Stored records
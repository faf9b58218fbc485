use axum::{
    extract::{Path, Query, State},
    http::{HeaderMap, StatusCode},
    response::IntoResponse,
    routing::{get, post},
    Json, Router,
};
use chrono::Utc;
use serde_json::json;
use std::sync::Arc;
use utoipa::OpenApi;

use crate::auth::{validate_sync_token, ClinicIdentity};
use crate::claims::{parse_lead_id, ClaimCoordinator, PROFILE_CLINIC_NAME};
use crate::config::Config;
use crate::errors::AppError;
use crate::ingestion::{IngestionReport, Ingestor};
use crate::models::{
    Clinic, ClinicUpdate, ClaimRequest, ClaimResponse, DashboardStats, LeadFilter, LeadListQuery,
    LeadMetadata, LeadTier, LeadView, ReservationResponse,
};
use crate::openapi::ApiDoc;
use crate::store::LeadStore;

/// Shared state for every handler.
pub struct AppState {
    pub store: Arc<dyn LeadStore>,
    pub config: Config,
    pub ingestor: Arc<Ingestor>,
    pub claims: ClaimCoordinator,
}

impl AppState {
    pub fn new(store: Arc<dyn LeadStore>, config: Config, ingestor: Arc<Ingestor>) -> Self {
        let claims = ClaimCoordinator::new(store.clone(), config.lock_ttl());
        Self {
            store,
            config,
            ingestor,
            claims,
        }
    }
}

/// Every route except `/health`. Callers add rate limiting and state.
pub fn api_routes() -> Router<Arc<AppState>> {
    Router::new()
        .route("/docs", get(serve_swagger_ui))
        .route("/api-docs/openapi.json", get(serve_openapi_spec))
        .route("/api/v1/sync", post(sync_feed).get(sync_feed))
        .route("/api/v1/leads", get(list_leads))
        .route("/api/v1/leads/:id", get(get_lead))
        .route("/api/v1/leads/:id/metadata", get(get_lead_metadata))
        .route(
            "/api/v1/leads/:id/reserve",
            post(reserve_lead).delete(release_lead),
        )
        .route("/api/v1/claim-lead", post(claim_lead))
        .route("/api/v1/profile", get(get_profile).put(update_profile))
        .route("/api/v1/stats", get(get_stats))
}

/// Full application router without rate limiting.
pub fn router(state: Arc<AppState>) -> Router {
    Router::new()
        .route("/health", get(health))
        .merge(api_routes())
        .with_state(state)
}

/// GET /health
///
/// Liveness probe. Does not touch the database.
#[utoipa::path(get, path = "/health", responses((status = 200, description = "Service is up")))]
pub async fn health() -> (StatusCode, Json<serde_json::Value>) {
    (
        StatusCode::OK,
        Json(json!({
            "status": "healthy",
            "service": "lead-marketplace-api",
            "version": env!("CARGO_PKG_VERSION")
        })),
    )
}

/// POST /api/v1/sync
///
/// Runs one ingestion cycle right away and returns its report. Also answers
/// GET for older schedulers that only issue GETs.
#[utoipa::path(
    post,
    path = "/api/v1/sync",
    responses(
        (status = 200, description = "Cycle finished", body = IngestionReport),
        (status = 401, description = "Bad or missing X-Sync-Token"),
        (status = 502, description = "Feed unavailable")
    )
)]
pub async fn sync_feed(
    State(state): State<Arc<AppState>>,
    headers: HeaderMap,
) -> Result<Json<IngestionReport>, AppError> {
    validate_sync_token(&headers, state.config.sync_trigger_token.as_deref())?;

    tracing::info!("Manual sync requested");
    let report = state.ingestor.run_cycle().await?;

    Ok(Json(report))
}

/// `None` means "my-leads" for a clinic that has no record yet.
fn parse_filter(
    raw: Option<&str>,
    viewer: Option<uuid::Uuid>,
) -> Result<Option<LeadFilter>, AppError> {
    match raw.map(str::trim).unwrap_or("all") {
        "" | "all" => Ok(Some(LeadFilter::All)),
        "my-leads" => Ok(viewer.map(LeadFilter::ClaimedBy)),
        tier => Ok(Some(LeadFilter::Tier(tier.parse::<LeadTier>()?))),
    }
}

/// GET /api/v1/leads?filter=all|warm|hot|platinum|my-leads
///
/// Newest first. Contact fields are masked except on leads the caller bought.
#[utoipa::path(
    get,
    path = "/api/v1/leads",
    params(("filter" = Option<String>, Query, description = "all, warm, hot, platinum or my-leads")),
    responses((status = 200, body = [LeadView], description = "OK"), (status = 401, description = "Missing or invalid identity"))
)]
pub async fn list_leads(
    State(state): State<Arc<AppState>>,
    identity: ClinicIdentity,
    Query(query): Query<LeadListQuery>,
) -> Result<Json<Vec<LeadView>>, AppError> {
    let viewer = state.claims.viewer_id(&identity).await?;

    // A clinic with no record yet cannot own any leads.
    let Some(filter) = parse_filter(query.filter.as_deref(), viewer)? else {
        return Ok(Json(Vec::new()));
    };

    let now = Utc::now();
    let leads = state
        .store
        .list_leads(filter)
        .await?
        .iter()
        .map(|record| LeadView::for_viewer(record, viewer, now))
        .collect::<Vec<_>>();

    tracing::debug!("Listed {} leads for {}", leads.len(), identity.external_id);
    Ok(Json(leads))
}

/// GET /api/v1/leads/:id
#[utoipa::path(
    get,
    path = "/api/v1/leads/{id}",
    params(("id" = String, Path, description = "Lead id")),
    responses((status = 200, body = LeadView, description = "OK"), (status = 404, description = "Lead not found"))
)]
pub async fn get_lead(
    State(state): State<Arc<AppState>>,
    identity: ClinicIdentity,
    Path(id): Path<String>,
) -> Result<Json<LeadView>, AppError> {
    let lead_id = parse_lead_id(&id)?;
    let viewer = state.claims.viewer_id(&identity).await?;

    let record = state
        .store
        .get_lead(lead_id)
        .await?
        .ok_or_else(|| AppError::NotFound("Lead not found".to_string()))?;

    Ok(Json(LeadView::for_viewer(&record, viewer, Utc::now())))
}

/// GET /api/v1/leads/:id/metadata
///
/// Private call transcript and summary. Only the clinic holding the claim.
#[utoipa::path(
    get,
    path = "/api/v1/leads/{id}/metadata",
    params(("id" = String, Path, description = "Lead id")),
    responses((status = 200, body = LeadMetadata, description = "OK"), (status = 403, description = "Lead belongs to another clinic"), (status = 404, description = "Lead not found"))
)]
pub async fn get_lead_metadata(
    State(state): State<Arc<AppState>>,
    identity: ClinicIdentity,
    Path(id): Path<String>,
) -> Result<Json<LeadMetadata>, AppError> {
    let lead_id = parse_lead_id(&id)?;
    let viewer = state.claims.viewer_id(&identity).await?;

    let record = state
        .store
        .get_lead(lead_id)
        .await?
        .ok_or_else(|| AppError::NotFound("Lead not found".to_string()))?;

    if viewer.is_none() || record.owner() != viewer {
        return Err(AppError::Forbidden(
            "Call details are only available to the clinic that claimed this lead".to_string(),
        ));
    }

    let metadata = state
        .store
        .lead_metadata(lead_id)
        .await?
        .ok_or_else(|| AppError::NotFound("Lead metadata not found".to_string()))?;

    Ok(Json(metadata))
}

/// POST /api/v1/leads/:id/reserve
///
/// Holds the lead for the caller while they decide. The hold expires on its own.
#[utoipa::path(
    post,
    path = "/api/v1/leads/{id}/reserve",
    params(("id" = String, Path, description = "Lead id")),
    responses((status = 200, body = ReservationResponse, description = "OK"), (status = 400, description = "Invalid request or lead unavailable"), (status = 404, description = "Lead not found"))
)]
pub async fn reserve_lead(
    State(state): State<Arc<AppState>>,
    identity: ClinicIdentity,
    Path(id): Path<String>,
) -> Result<Json<ReservationResponse>, AppError> {
    let lead_id = parse_lead_id(&id)?;
    let lock = state.claims.reserve(lead_id, &identity).await?;

    Ok(Json(ReservationResponse {
        lead_id,
        status: crate::models::LeadStatus::BeingClaimed,
        expires_at: lock.expires_at,
    }))
}

/// DELETE /api/v1/leads/:id/reserve
#[utoipa::path(
    delete,
    path = "/api/v1/leads/{id}/reserve",
    params(("id" = String, Path, description = "Lead id")),
    responses((status = 204, description = "Reservation released"), (status = 400, description = "Invalid request or lead unavailable"), (status = 404, description = "Lead not found"))
)]
pub async fn release_lead(
    State(state): State<Arc<AppState>>,
    identity: ClinicIdentity,
    Path(id): Path<String>,
) -> Result<StatusCode, AppError> {
    let lead_id = parse_lead_id(&id)?;
    state.claims.release(lead_id, &identity).await?;
    Ok(StatusCode::NO_CONTENT)
}

/// POST /api/v1/claim-lead
///
/// Buys the lead for the caller. Exactly one clinic can ever succeed per lead.
#[utoipa::path(
    post,
    path = "/api/v1/claim-lead",
    request_body = ClaimRequest,
    responses(
        (status = 200, body = ClaimResponse, description = "OK"),
        (status = 400, description = "Missing id or lead no longer available"),
        (status = 401, description = "Missing or invalid identity"),
        (status = 404, description = "Lead not found")
    )
)]
pub async fn claim_lead(
    State(state): State<Arc<AppState>>,
    identity: ClinicIdentity,
    Json(request): Json<ClaimRequest>,
) -> Result<Json<ClaimResponse>, AppError> {
    let lead_id = parse_lead_id(&request.lead_id)?;

    tracing::info!("Claim requested for lead {} by {}", lead_id, identity.external_id);
    let outcome = state.claims.claim(lead_id, &identity).await?;

    Ok(Json(ClaimResponse {
        success: true,
        clinic_id: outcome.clinic_id,
        claim_id: outcome.claim.id,
        pricing: outcome.breakdown.into(),
    }))
}

/// GET /api/v1/profile
///
/// The caller's clinic, created with defaults on first visit.
#[utoipa::path(get, path = "/api/v1/profile", responses((status = 200, body = Clinic, description = "OK"), (status = 401, description = "Missing or invalid identity")))]
pub async fn get_profile(
    State(state): State<Arc<AppState>>,
    identity: ClinicIdentity,
) -> Result<Json<Clinic>, AppError> {
    let clinic = state
        .claims
        .resolve_clinic(&identity, PROFILE_CLINIC_NAME)
        .await?;
    Ok(Json(clinic))
}

/// PUT /api/v1/profile
#[utoipa::path(
    put,
    path = "/api/v1/profile",
    request_body = ClinicUpdate,
    responses((status = 200, body = Clinic, description = "OK"), (status = 400, description = "Invalid profile field"), (status = 401, description = "Missing or invalid identity"))
)]
pub async fn update_profile(
    State(state): State<Arc<AppState>>,
    identity: ClinicIdentity,
    Json(update): Json<ClinicUpdate>,
) -> Result<Json<Clinic>, AppError> {
    update.validate()?;

    let clinic = state
        .claims
        .resolve_clinic(&identity, PROFILE_CLINIC_NAME)
        .await?;
    let updated = state.store.update_clinic(clinic.id, update).await?;

    tracing::info!("Clinic {} profile updated", updated.id);
    Ok(Json(updated))
}

/// GET /api/v1/stats
#[utoipa::path(get, path = "/api/v1/stats", responses((status = 200, body = DashboardStats, description = "OK"), (status = 401, description = "Missing or invalid identity")))]
pub async fn get_stats(
    State(state): State<Arc<AppState>>,
    _identity: ClinicIdentity,
) -> Result<Json<DashboardStats>, AppError> {
    Ok(Json(state.store.dashboard_stats(Utc::now()).await?))
}

/// Serves the generated OpenAPI document.
async fn serve_openapi_spec() -> impl IntoResponse {
    Json(ApiDoc::openapi())
}

/// Serves the Swagger UI HTML page, pointed at `/api-docs/openapi.json`.
async fn serve_swagger_ui() -> impl IntoResponse {
    let html = r#"
<!DOCTYPE html>
<html lang="en">
<head>
    <meta charset="UTF-8">
    <meta name="viewport" content="width=device-width, initial-scale=1.0">
    <title>Lead Marketplace API - Swagger UI</title>
    <link rel="stylesheet" type="text/css" href="https://unpkg.com/swagger-ui-dist@5/swagger-ui.css">
    <style>
        body { margin: 0; padding: 0; }
    </style>
</head>
<body>
    <div id="swagger-ui"></div>
    <script src="https://unpkg.com/swagger-ui-dist@5/swagger-ui-bundle.js"></script>
    <script src="https://unpkg.com/swagger-ui-dist@5/swagger-ui-standalone-preset.js"></script>
    <script>
        window.onload = function() {
            window.ui = SwaggerUIBundle({
                url: "/api-docs/openapi.json",
                dom_id: '#swagger-ui',
                deepLinking: true,
                presets: [
                    SwaggerUIBundle.presets.apis,
                    SwaggerUIStandalonePreset
                ],
                layout: "StandaloneLayout"
            });
        };
    </script>
</body>
</html>
"#;
    (
        StatusCode::OK,
        [(axum::http::header::CONTENT_TYPE, "text/html; charset=utf-8")],
        html,
    )
}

**Problem requirements:** Say how many lines in the entries include the string "window", and write nothing besides that number.

**Finished exercise:** 2